Neither parent, friend nor lover had ever been able to get through the invisible barriers of fear that I had so carefully constructed between myself and other, it was pine that got through on that memorable day in the woods. It was so natural, no longing, no forcing, no thoughts about anything just pure being, pine and myself. Enveloped, I felt so supported, gently and lovingly held in this physical reality…for the first time I felt nurtured on all levels subtle, emotional and physical.
(What is so great about tree allays is that once the connection has been made, the communication has been established it is constant and always there…unlike us fickle mortals, the ego does not interfere.) The search for that feeling of being loved and supported was over, I had found it, it is what pine knows, does and exudes, it is always here, I just have to call on pine.
This subtle but very real relationship helped me understand the ‘soul’ of pine and how I can work together with it in my work as a herbalist.
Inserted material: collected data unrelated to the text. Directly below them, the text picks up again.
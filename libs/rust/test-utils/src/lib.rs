//! Shared test utilities for resilient-client test suites.
//!
//! This crate provides:
//! - Proptest generators for profiles, retry blocks and error kinds
//! - Wiremock-backed identity provider and downstream helpers
//! - Fixtures with sample profiles, configuration and token bodies

#![forbid(unsafe_code)]
#![warn(missing_docs)]

pub mod fixtures;
pub mod generators;
pub mod mocks;

pub use generators::*;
I have always admired pine’s capacity to re-trigger tired adrenals, boosting them with energy to help them get back into action. In feeling the way pine can hold and give of its tender, supportive force energetically helped me understand this physical action in a deeper way. Pine’s force is nurturing, reinitiating the two fountains of energy from the adrenal glands that give us the physical motivation we need to function fully here on earth. Pine also bears the weight of the physical structure that holds us up, having both an anti-inflammatory action on rheumatic and arthritic conditions and a re-mineralising action on the bones. Dr Bach used pine for those people that are constantly putting themselves down, feeling guilty and never good enough, pine’s nurturing energy can get through the self hate and help the person feel loved and thus learn to love him/herself.
Wilhelm Pelikan’s reflection about pine being full of ‘etheric oils (essences) and balsamic resins, which are an intervention of a luminous and calorific process in the cold areas of the earth, where the pine originates from”, sums it up well, when one is feeling cold and in need of support, call on pine.
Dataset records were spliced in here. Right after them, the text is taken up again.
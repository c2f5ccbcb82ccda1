//! Authenticated, resilient outbound HTTP clients.
//!
//! This crate provides:
//! - Per-destination client profiles loaded from configuration
//! - OAuth2 client-credentials token caching with single-flight refresh
//! - Retry policies with exponential backoff driven by classified errors
//! - Connection pool limits, proxy support and request logging
//! - Monitoring events, Prometheus metrics and tracing setup

#![forbid(unsafe_code)]
#![warn(missing_docs)]

pub mod client;
pub mod config;
pub mod error;
pub mod http;
pub mod metrics;
pub mod monitoring;
pub mod profile;
pub mod registry;
pub mod retry;
pub mod telemetry;
pub mod token;

pub use client::{ClientRequest, ClientResponse, RequestBody, ResilientClient};
pub use config::ClientsConfig;
pub use error::{ClassifiedError, ConfigError, ErrorKind};
pub use http::build_http_client;
pub use metrics::ClientMetrics;
pub use monitoring::{
    CallEvent, CallOutcome, MetricsSink, MonitoringSink, RecordingSink, TokenEvent, TokenOutcome,
    TracingSink,
};
pub use profile::{AuthConfig, ClientProfile, PoolConfig, ProxyConfig, RetryConfig, TimeoutConfig};
pub use registry::ClientRegistry;
pub use retry::RetryPolicy;
pub use telemetry::{TelemetryConfig, init_tracing};
pub use token::{
    AccessToken, HttpTokenFetcher, MockTokenFetcher, TokenFetcher, TokenState, TokenStore,
};
pub use tokio_util::sync::CancellationToken;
I tend to use pine as an essential oil as it grows abundantly in the area where I live and is therefore distilled by our local distiller. For depleted adrenals, I advice a drop of the oil rubbed quite vigorously into the kidney area every morning for between 3-7 days, three days is often enough to re-stimulate as we are not looking for pine to bear the job of the adrenals rather just to get them fully going again.
For its use in cases of generative joint disease, rheumatic inflammations and osteoporosis, I tend to make a gemmotherapy preparation with the buds, glycerine or agave syrup and alcohol. This type of preparation is very good at draining the organism, not just detoxifying but transforming, eliminating, and mentally and emotionally integrating the process making it possible to modify the terrain of the patient.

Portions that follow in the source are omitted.